*** RECORDED DATA Section Begins ***

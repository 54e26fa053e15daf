use chrono::Utc;
use sqlx::SqlitePool;

use crate::error::AppResult;
use crate::models::{Rating, RatingCreate};

pub struct RatingRepository;

impl RatingRepository {
    pub async fn list_for_service(pool: &SqlitePool, service_id: i64) -> AppResult<Vec<Rating>> {
        let ratings = sqlx::query_as::<_, Rating>(
            "SELECT * FROM ratings WHERE service_id = ? ORDER BY created_at DESC",
        )
        .bind(service_id)
        .fetch_all(pool)
        .await?;
        Ok(ratings)
    }

    pub async fn recent_for_service(
        pool: &SqlitePool,
        service_id: i64,
        limit: i64,
    ) -> AppResult<Vec<Rating>> {
        let ratings = sqlx::query_as::<_, Rating>(
            "SELECT * FROM ratings WHERE service_id = ? ORDER BY created_at DESC LIMIT ?",
        )
        .bind(service_id)
        .bind(limit)
        .fetch_all(pool)
        .await?;
        Ok(ratings)
    }

    /// Score histogram as (score, count) pairs.
    pub async fn distribution(pool: &SqlitePool, service_id: i64) -> AppResult<Vec<(i64, i64)>> {
        let rows: Vec<(i64, i64)> = sqlx::query_as(
            "SELECT score, COUNT(*) FROM ratings WHERE service_id = ? GROUP BY score",
        )
        .bind(service_id)
        .fetch_all(pool)
        .await?;
        Ok(rows)
    }

    pub async fn count_all(pool: &SqlitePool) -> AppResult<i64> {
        let count = sqlx::query_scalar("SELECT COUNT(*) FROM ratings")
            .fetch_one(pool)
            .await?;
        Ok(count)
    }

    /// Insert the rating and refresh the listing's denormalized average and
    /// count in one transaction, so readers never see the pair out of sync
    /// with the rating set.
    pub async fn create_with_aggregate(
        pool: &SqlitePool,
        service_id: i64,
        body: &RatingCreate,
    ) -> AppResult<Rating> {
        let mut tx = pool.begin().await?;

        let rating = sqlx::query_as::<_, Rating>(
            r#"
            INSERT INTO ratings (service_id, score, comment, reviewer_name, created_at)
            VALUES (?, ?, ?, ?, ?)
            RETURNING *
            "#,
        )
        .bind(service_id)
        .bind(body.score)
        .bind(&body.comment)
        .bind(&body.reviewer_name)
        .bind(Utc::now())
        .fetch_one(&mut *tx)
        .await?;

        let (avg, count): (f64, i64) = sqlx::query_as(
            "SELECT AVG(score), COUNT(*) FROM ratings WHERE service_id = ?",
        )
        .bind(service_id)
        .fetch_one(&mut *tx)
        .await?;

        sqlx::query("UPDATE services SET avg_rating = ?, rating_count = ?, updated_at = ? WHERE id = ?")
            .bind((avg * 10.0).round() / 10.0)
            .bind(count)
            .bind(Utc::now())
            .bind(service_id)
            .execute(&mut *tx)
            .await?;

        tx.commit().await?;
        Ok(rating)
    }
}
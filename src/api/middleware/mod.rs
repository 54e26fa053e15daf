pub mod logging;
pub mod origin;
pub mod rate_limit;

pub use logging::{init_tracing, request_logging};
pub use origin::origin_check;
pub use rate_limit::{peer_ip, IpRateLimiter, RateLimits};
use std::net::SocketAddr;

use axum::{
    extract::{ConnectInfo, Path, Query, State},
    http::{HeaderMap, StatusCode},
    Json,
};
use serde::Deserialize;
use sqlx::SqlitePool;
use url::Url;
use validator::Validate;

use crate::api::middleware::peer_ip;
use crate::db::repositories::{
    service_repo::ListFilter, CategoryRepository, ServiceRepository,
};
use crate::error::{AppError, AppResult};
use crate::models::{
    Service, ServiceCreate, ServiceCreateOut, ServiceListOut, ServiceOut, ServiceUpdate,
};
use crate::services::{edit_token, l402};
use crate::AppState;

pub const EDIT_TOKEN_HEADER: &str = "x-edit-token";

fn default_page() -> i64 {
    1
}

fn default_page_size() -> i64 {
    20
}

#[derive(Debug, Deserialize)]
pub struct ListParams {
    #[serde(default)]
    pub q: Option<String>,
    #[serde(default)]
    pub category: Option<String>,
    #[serde(default)]
    pub status: Option<String>,
    #[serde(default)]
    pub verified: Option<String>,
    #[serde(default)]
    pub sort: Option<String>,
    #[serde(default = "default_page")]
    pub page: i64,
    #[serde(default = "default_page_size")]
    pub page_size: i64,
}

impl ListParams {
    fn into_filter(self, with_query: bool) -> ListFilter {
        ListFilter {
            q: if with_query { self.q } else { None },
            category: self.category,
            status: self.status,
            verified: self.verified.as_deref() == Some("true"),
            sort: self.sort,
            page: self.page.max(1),
            page_size: self.page_size.clamp(1, 100),
        }
    }
}

pub(crate) async fn get_service_or_404(pool: &SqlitePool, slug: &str) -> AppResult<Service> {
    ServiceRepository::find_by_slug(pool, slug)
        .await?
        .ok_or_else(|| AppError::NotFound("Service".to_string()))
}

/// Attach categories to a page of rows in one batch query.
async fn hydrate(pool: &SqlitePool, services: Vec<Service>) -> AppResult<Vec<ServiceOut>> {
    let ids: Vec<i64> = services.iter().map(|s| s.id).collect();
    let mut by_service = CategoryRepository::for_services(pool, &ids).await?;
    Ok(services
        .into_iter()
        .map(|service| {
            let categories = by_service.remove(&service.id).unwrap_or_default();
            ServiceOut::from_service(service, categories)
        })
        .collect())
}

pub(crate) async fn hydrate_one(pool: &SqlitePool, service: Service) -> AppResult<ServiceOut> {
    let categories = CategoryRepository::for_service(pool, service.id).await?;
    Ok(ServiceOut::from_service(service, categories))
}

fn ensure_http_scheme(raw: &str) -> AppResult<()> {
    match Url::parse(raw) {
        Ok(parsed) if matches!(parsed.scheme(), "http" | "https") => Ok(()),
        _ => Err(AppError::BadInput(
            "URL must start with http:// or https://".to_string(),
        )),
    }
}

fn verify_edit_header(headers: &HeaderMap, service: &Service) -> AppResult<()> {
    let presented = headers
        .get(EDIT_TOKEN_HEADER)
        .and_then(|v| v.to_str().ok())
        .unwrap_or("");
    let valid = !presented.is_empty()
        && service
            .edit_token_hash
            .as_deref()
            .map(|stored| edit_token::verify(presented, stored))
            .unwrap_or(false);
    if valid {
        Ok(())
    } else {
        Err(AppError::InvalidEditToken)
    }
}

// --- free reads ---

pub async fn list_services(
    State(state): State<AppState>,
    Query(params): Query<ListParams>,
) -> AppResult<Json<ServiceListOut>> {
    let filter = params.into_filter(false);
    let (services, total) = ServiceRepository::list(&state.db, &filter).await?;
    let services = hydrate(&state.db, services).await?;
    Ok(Json(ServiceListOut {
        services,
        total,
        page: filter.page,
        page_size: filter.page_size,
    }))
}

pub async fn search_services(
    State(state): State<AppState>,
    addr: Option<ConnectInfo<SocketAddr>>,
    Query(params): Query<ListParams>,
) -> AppResult<Json<ServiceListOut>> {
    let ip = peer_ip(addr.as_ref());
    state.rate_limits.search.enforce(ip)?;
    state.rate_limits.search_api.enforce(ip)?;

    let filter = params.into_filter(true);
    let (services, total) = ServiceRepository::list(&state.db, &filter).await?;
    let services = hydrate(&state.db, services).await?;
    Ok(Json(ServiceListOut {
        services,
        total,
        page: filter.page,
        page_size: filter.page_size,
    }))
}

pub async fn get_service(
    State(state): State<AppState>,
    Path(slug): Path<String>,
) -> AppResult<Json<ServiceOut>> {
    let service = get_service_or_404(&state.db, &slug).await?;
    Ok(Json(hydrate_one(&state.db, service).await?))
}

// --- priced reads ---

pub async fn bulk_export(
    State(state): State<AppState>,
    headers: HeaderMap,
) -> AppResult<Json<Vec<ServiceOut>>> {
    l402::require_l402(
        &state,
        &headers,
        state.config.auth.bulk_price_sats,
        "satring.com bulk export",
    )
    .await?;

    let services = ServiceRepository::list_all(&state.db).await?;
    Ok(Json(hydrate(&state.db, services).await?))
}

// --- writes ---

pub async fn create_service(
    State(state): State<AppState>,
    addr: Option<ConnectInfo<SocketAddr>>,
    headers: HeaderMap,
    Json(body): Json<ServiceCreate>,
) -> AppResult<(StatusCode, Json<ServiceCreateOut>)> {
    state.rate_limits.submit.enforce(peer_ip(addr.as_ref()))?;
    l402::require_l402(
        &state,
        &headers,
        state.config.auth.submit_price_sats,
        "satring.com service submission",
    )
    .await?;

    body.validate()?;
    ensure_http_scheme(&body.url)?;
    if !body.logo_url.is_empty() {
        ensure_http_scheme(&body.logo_url)?;
    }

    let slug = ServiceRepository::unique_slug(&state.db, &body.name).await?;

    // One edit token governs a whole domain: a matching token presented at
    // submission binds the new listing to the existing hash.
    let mut reused_hash: Option<String> = None;
    if let Some(existing) = body.existing_edit_token.as_deref().filter(|t| !t.is_empty()) {
        for candidate in ServiceRepository::same_domain(&state.db, &body.url).await? {
            if let Some(stored) = candidate.edit_token_hash.as_deref() {
                if edit_token::verify(existing, stored) {
                    reused_hash = Some(stored.to_string());
                    break;
                }
            }
        }
    }

    let (plaintext, token_hash, token_reused) = match reused_hash {
        Some(hash) => (
            body.existing_edit_token.clone().unwrap_or_default(),
            hash,
            true,
        ),
        None => {
            let token = edit_token::mint()?;
            let hash = edit_token::hash(&token);
            (token, hash, false)
        }
    };

    let service = match ServiceRepository::find_purged_by_url(&state.db, &body.url).await? {
        Some(purged) => {
            ServiceRepository::overwrite_purged(&state.db, purged.id, &body, &slug, &token_hash)
                .await?
        }
        None => ServiceRepository::create(&state.db, &body, &slug, &token_hash).await?,
    };

    let out = hydrate_one(&state.db, service).await?;
    Ok((
        StatusCode::CREATED,
        Json(ServiceCreateOut {
            service: out,
            edit_token: plaintext,
            token_reused,
        }),
    ))
}

pub async fn update_service(
    State(state): State<AppState>,
    addr: Option<ConnectInfo<SocketAddr>>,
    Path(slug): Path<String>,
    headers: HeaderMap,
    Json(body): Json<ServiceUpdate>,
) -> AppResult<Json<ServiceOut>> {
    state.rate_limits.edit.enforce(peer_ip(addr.as_ref()))?;
    body.validate()?;

    let mut service = get_service_or_404(&state.db, &slug).await?;
    verify_edit_header(&headers, &service)?;

    if let Some(logo_url) = body.logo_url.as_deref().filter(|l| !l.is_empty()) {
        ensure_http_scheme(logo_url)?;
    }

    if let Some(name) = body.name {
        service.name = name;
    }
    if let Some(description) = body.description {
        service.description = description;
    }
    if let Some(pricing_sats) = body.pricing_sats {
        service.pricing_sats = pricing_sats;
    }
    if let Some(pricing_model) = body.pricing_model {
        service.pricing_model = pricing_model;
    }
    if let Some(protocol) = body.protocol {
        service.protocol = protocol;
    }
    if let Some(owner_name) = body.owner_name {
        service.owner_name = owner_name;
    }
    if let Some(owner_contact) = body.owner_contact {
        service.owner_contact = owner_contact;
    }
    if let Some(logo_url) = body.logo_url {
        service.logo_url = logo_url;
    }

    let updated =
        ServiceRepository::update_profile(&state.db, &service, body.category_ids.as_deref())
            .await?;
    Ok(Json(hydrate_one(&state.db, updated).await?))
}

pub async fn delete_service(
    State(state): State<AppState>,
    addr: Option<ConnectInfo<SocketAddr>>,
    Path(slug): Path<String>,
    headers: HeaderMap,
) -> AppResult<StatusCode> {
    state.rate_limits.delete.enforce(peer_ip(addr.as_ref()))?;

    let service = get_service_or_404(&state.db, &slug).await?;
    verify_edit_header(&headers, &service)?;

    ServiceRepository::purge(&state.db, service.id).await?;
    Ok(StatusCode::NO_CONTENT)
}
use serde::{Deserialize, Serialize};
use sqlx::FromRow;

#[derive(Debug, Clone, Serialize, Deserialize, FromRow)]
pub struct Category {
    pub id: i64,
    pub name: String,
    pub slug: String,
    pub description: String,
}
use std::net::SocketAddr;

use axum::{
    extract::{ConnectInfo, Path, State},
    Json,
};
use serde_json::{json, Value};

use crate::api::middleware::peer_ip;
use crate::error::AppResult;
use crate::AppState;

/// Browser-facing paid-state poll. This is the only place the backend is
/// asked whether an invoice settled; the L402 guard itself trusts the
/// preimage instead.
pub async fn payment_status(
    State(state): State<AppState>,
    addr: Option<ConnectInfo<SocketAddr>>,
    Path(payment_hash): Path<String>,
) -> AppResult<Json<Value>> {
    state
        .rate_limits
        .payment_status
        .enforce(peer_ip(addr.as_ref()))?;

    if state.config.test_mode() {
        return Ok(Json(json!({ "paid": true })));
    }

    let paid = state.payments.is_paid(&payment_hash).await;
    Ok(Json(json!({ "paid": paid })))
}
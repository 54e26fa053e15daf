pub mod health;
pub mod insights;
pub mod payments;
pub mod ratings;
pub mod recovery;
pub mod services;

pub use health::*;
pub use insights::*;
pub use payments::*;
pub use ratings::*;
pub use recovery::*;
pub use services::*;
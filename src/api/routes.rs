use axum::{
    middleware,
    routing::{get, post},
    Router,
};
use std::time::Duration;
use tower_http::{
    compression::CompressionLayer,
    cors::{Any, CorsLayer},
    request_id::{MakeRequestUuid, PropagateRequestIdLayer, SetRequestIdLayer},
    timeout::TimeoutLayer,
    trace::TraceLayer,
};

use crate::api::handlers;
use crate::api::middleware::{origin_check, request_logging};
use crate::AppState;

/// The operation table. Payment and edit-token gates live in the handlers;
/// the origin check wraps every mutating route.
///
/// `/services/bulk` and `/services/:slug` coexist because static segments
/// take precedence over captures; "bulk" is never read as a slug.
pub fn create_router(state: AppState) -> Router {
    Router::new()
        .route("/health", get(handlers::health_check))
        .route(
            "/services",
            get(handlers::list_services).post(handlers::create_service),
        )
        .route("/services/bulk", get(handlers::bulk_export))
        .route(
            "/services/:slug",
            get(handlers::get_service)
                .patch(handlers::update_service)
                .delete(handlers::delete_service),
        )
        .route(
            "/services/:slug/ratings",
            get(handlers::list_ratings).post(handlers::create_rating),
        )
        .route(
            "/services/:slug/recover/generate",
            post(handlers::recover_generate),
        )
        .route(
            "/services/:slug/recover/verify",
            post(handlers::recover_verify),
        )
        .route("/services/:slug/reputation", get(handlers::reputation))
        .route("/search", get(handlers::search_services))
        .route("/analytics", get(handlers::analytics))
        .route("/payment-status/:payment_hash", get(handlers::payment_status))
        .layer(middleware::from_fn_with_state(state.clone(), origin_check))
        .layer(CompressionLayer::new())
        .layer(
            CorsLayer::new()
                .allow_origin(Any)
                .allow_methods(Any)
                .allow_headers(Any),
        )
        .layer(TimeoutLayer::new(Duration::from_secs(30)))
        .layer(TraceLayer::new_for_http())
        .layer(PropagateRequestIdLayer::x_request_id())
        .layer(SetRequestIdLayer::x_request_id(MakeRequestUuid))
        .layer(middleware::from_fn(request_logging))
        .with_state(state)
}
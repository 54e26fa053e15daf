use chrono::{Duration, Utc};
use reqwest::{redirect, Client};
use serde::Serialize;
use sqlx::SqlitePool;

use crate::db::repositories::ServiceRepository;
use crate::error::{AppError, AppResult};
use crate::models::Service;
use crate::services::{edit_token, netcheck};

pub const CHALLENGE_TTL_MINUTES: i64 = 30;
pub const WELL_KNOWN_PATH: &str = "/.well-known/satring-verify";

const FETCH_TIMEOUT: std::time::Duration = std::time::Duration::from_secs(10);

#[derive(Debug, Clone, Serialize)]
pub struct ChallengeIssued {
    pub challenge: String,
    pub verify_url: String,
    pub expires_in_minutes: i64,
}

#[derive(Debug, Clone)]
pub struct RecoveryOutcome {
    pub edit_token: String,
    pub affected_slugs: Vec<String>,
}

/// HTTP-01-style proof of domain control. One successful proof rebinds every
/// same-domain listing to a single fresh edit token.
#[derive(Clone)]
pub struct DomainVerifier {
    http_client: Client,
    enforce_public_addresses: bool,
}

impl DomainVerifier {
    pub fn new() -> Self {
        // Redirects stay off: a redirect chain could walk the fetch into an
        // address the pre-check never saw.
        let http_client = Client::builder()
            .timeout(FETCH_TIMEOUT)
            .redirect(redirect::Policy::none())
            .build()
            .expect("Failed to create HTTP client");

        Self {
            http_client,
            enforce_public_addresses: true,
        }
    }

    /// Test-only: skip the reserved-address gate so scenarios can target a
    /// loopback stub server.
    #[cfg(test)]
    pub(crate) fn permissive() -> Self {
        Self {
            enforce_public_addresses: false,
            ..Self::new()
        }
    }

    pub fn verify_url(service_url: &str) -> Option<String> {
        netcheck::domain_root(service_url).map(|root| format!("{}{}", root, WELL_KNOWN_PATH))
    }

    /// Issue a fresh challenge for the listing: 32 random bytes hex-encoded,
    /// valid for 30 minutes.
    pub async fn issue(&self, pool: &SqlitePool, service: &Service) -> AppResult<ChallengeIssued> {
        let mut bytes = [0u8; 32];
        getrandom::getrandom(&mut bytes)
            .map_err(|e| AppError::Internal(format!("Failed to generate random bytes: {}", e)))?;
        let challenge = hex::encode(bytes);

        let verify_url = Self::verify_url(&service.url)
            .ok_or_else(|| AppError::BadInput("Listing URL has no hostname".to_string()))?;

        let expires_at = Utc::now() + Duration::minutes(CHALLENGE_TTL_MINUTES);
        ServiceRepository::set_challenge(pool, service.id, &challenge, expires_at).await?;

        Ok(ChallengeIssued {
            challenge,
            verify_url,
            expires_in_minutes: CHALLENGE_TTL_MINUTES,
        })
    }

    /// Fetch the well-known file and, on an exact challenge match, rotate the
    /// edit token across the whole domain in one transaction.
    pub async fn verify(&self, pool: &SqlitePool, service: &Service) -> AppResult<RecoveryOutcome> {
        let expected = match (&service.domain_challenge, service.has_active_challenge(Utc::now())) {
            (Some(challenge), true) => challenge.as_str(),
            _ => return Err(AppError::NoActiveChallenge),
        };

        // SSRF gate: resolve and vet the hostname before any outbound request.
        let hostname =
            netcheck::effective_domain(&service.url).ok_or(AppError::PrivateAddress)?;
        if self.enforce_public_addresses && !netcheck::resolves_public(&hostname).await {
            tracing::warn!(host = %hostname, "Domain verify refused: private or unresolvable");
            return Err(AppError::PrivateAddress);
        }

        let verify_url = Self::verify_url(&service.url).ok_or(AppError::PrivateAddress)?;
        let response = self
            .http_client
            .get(&verify_url)
            .send()
            .await
            .map_err(|_| AppError::Unreachable(verify_url.clone()))?;
        let body = response
            .text()
            .await
            .map_err(|_| AppError::Unreachable(verify_url.clone()))?;

        if body.trim() != expected {
            return Err(AppError::ChallengeMismatch);
        }

        let token = edit_token::mint()?;
        let new_hash = edit_token::hash(&token);

        let affected = ServiceRepository::same_domain(pool, &service.url).await?;
        let affected_ids: Vec<i64> = affected.iter().map(|s| s.id).collect();
        ServiceRepository::rotate_edit_tokens(pool, &affected_ids, &new_hash, service.id).await?;

        tracing::info!(
            domain = %hostname,
            listings = affected_ids.len(),
            "Domain verified; edit token rotated"
        );

        Ok(RecoveryOutcome {
            edit_token: token,
            affected_slugs: affected.into_iter().map(|s| s.slug).collect(),
        })
    }
}

impl Default for DomainVerifier {
    fn default() -> Self {
        Self::new()
    }
}
use serde::Deserialize;
use std::sync::Arc;

/// The literal root-key value that disables every L402 gate.
pub const TEST_MODE_KEY: &str = "test-mode";

#[derive(Debug, Clone, Deserialize)]
pub struct Config {
    pub server: ServerConfig,
    pub database: DatabaseConfig,
    pub payments: PaymentsConfig,
    pub auth: AuthConfig,
    pub base_url: String,
}

#[derive(Debug, Clone, Deserialize)]
pub struct ServerConfig {
    pub host: String,
    pub port: u16,
}

#[derive(Debug, Clone, Deserialize)]
pub struct DatabaseConfig {
    pub url: String,
    pub max_connections: u32,
}

#[derive(Debug, Clone, Deserialize)]
pub struct PaymentsConfig {
    pub url: String,
    pub api_key: String,
}

#[derive(Debug, Clone, Deserialize)]
pub struct AuthConfig {
    /// Root key for macaroon minting. The literal "test-mode" bypasses all
    /// payment gates; an empty value refuses startup.
    pub root_key: String,
    pub price_sats: u64,
    pub submit_price_sats: u64,
    pub review_price_sats: u64,
    pub bulk_price_sats: u64,
}

impl Config {
    pub fn from_env() -> Result<Self, config::ConfigError> {
        let config = config::Config::builder()
            .set_default("host", "0.0.0.0")?
            .set_default("port", 8080)?
            .set_default("database.url", "sqlite://satring.db")?
            .set_default("database.max.connections", 10)?
            .set_default("payment.url", "")?
            .set_default("payment.key", "")?
            .set_default("base.url", "http://localhost:8080")?
            .set_default("auth.price.sats", 100)?
            .set_default("auth.submit.price.sats", 1000)?
            .set_default("auth.review.price.sats", 10)?
            .set_default("auth.bulk.price.sats", 1000)?
            .add_source(config::Environment::default().separator("_").try_parsing(true))
            .build()?;

        // Manual construction due to environment variable naming
        Ok(Config {
            server: ServerConfig {
                host: config.get_string("host").unwrap_or_else(|_| "0.0.0.0".to_string()),
                port: config.get_int("port").unwrap_or(8080) as u16,
            },
            database: DatabaseConfig {
                url: config.get_string("database.url")?,
                max_connections: config.get_int("database.max.connections").unwrap_or(10) as u32,
            },
            payments: PaymentsConfig {
                url: config.get_string("payment.url")?,
                api_key: config.get_string("payment.key")?,
            },
            auth: AuthConfig {
                root_key: config.get_string("auth.root.key")?,
                price_sats: config.get_int("auth.price.sats").unwrap_or(100) as u64,
                submit_price_sats: config.get_int("auth.submit.price.sats").unwrap_or(1000) as u64,
                review_price_sats: config.get_int("auth.review.price.sats").unwrap_or(10) as u64,
                bulk_price_sats: config.get_int("auth.bulk.price.sats").unwrap_or(1000) as u64,
            },
            base_url: config.get_string("base.url")?,
        })
    }

    /// True when the process runs with payment gates disabled.
    pub fn test_mode(&self) -> bool {
        self.auth.root_key == TEST_MODE_KEY
    }
}

pub type SharedConfig = Arc<Config>;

*** RECORDED DATA Section Ends ***

TRY IT: Working through the data above, find every line holding "SetRequestIdLayer" and copy it.

EXERCISE SOLUTION:
    request_id::{MakeRequestUuid, PropagateRequestIdLayer, SetRequestIdLayer},
        .layer(SetRequestIdLayer::x_request_id(MakeRequestUuid))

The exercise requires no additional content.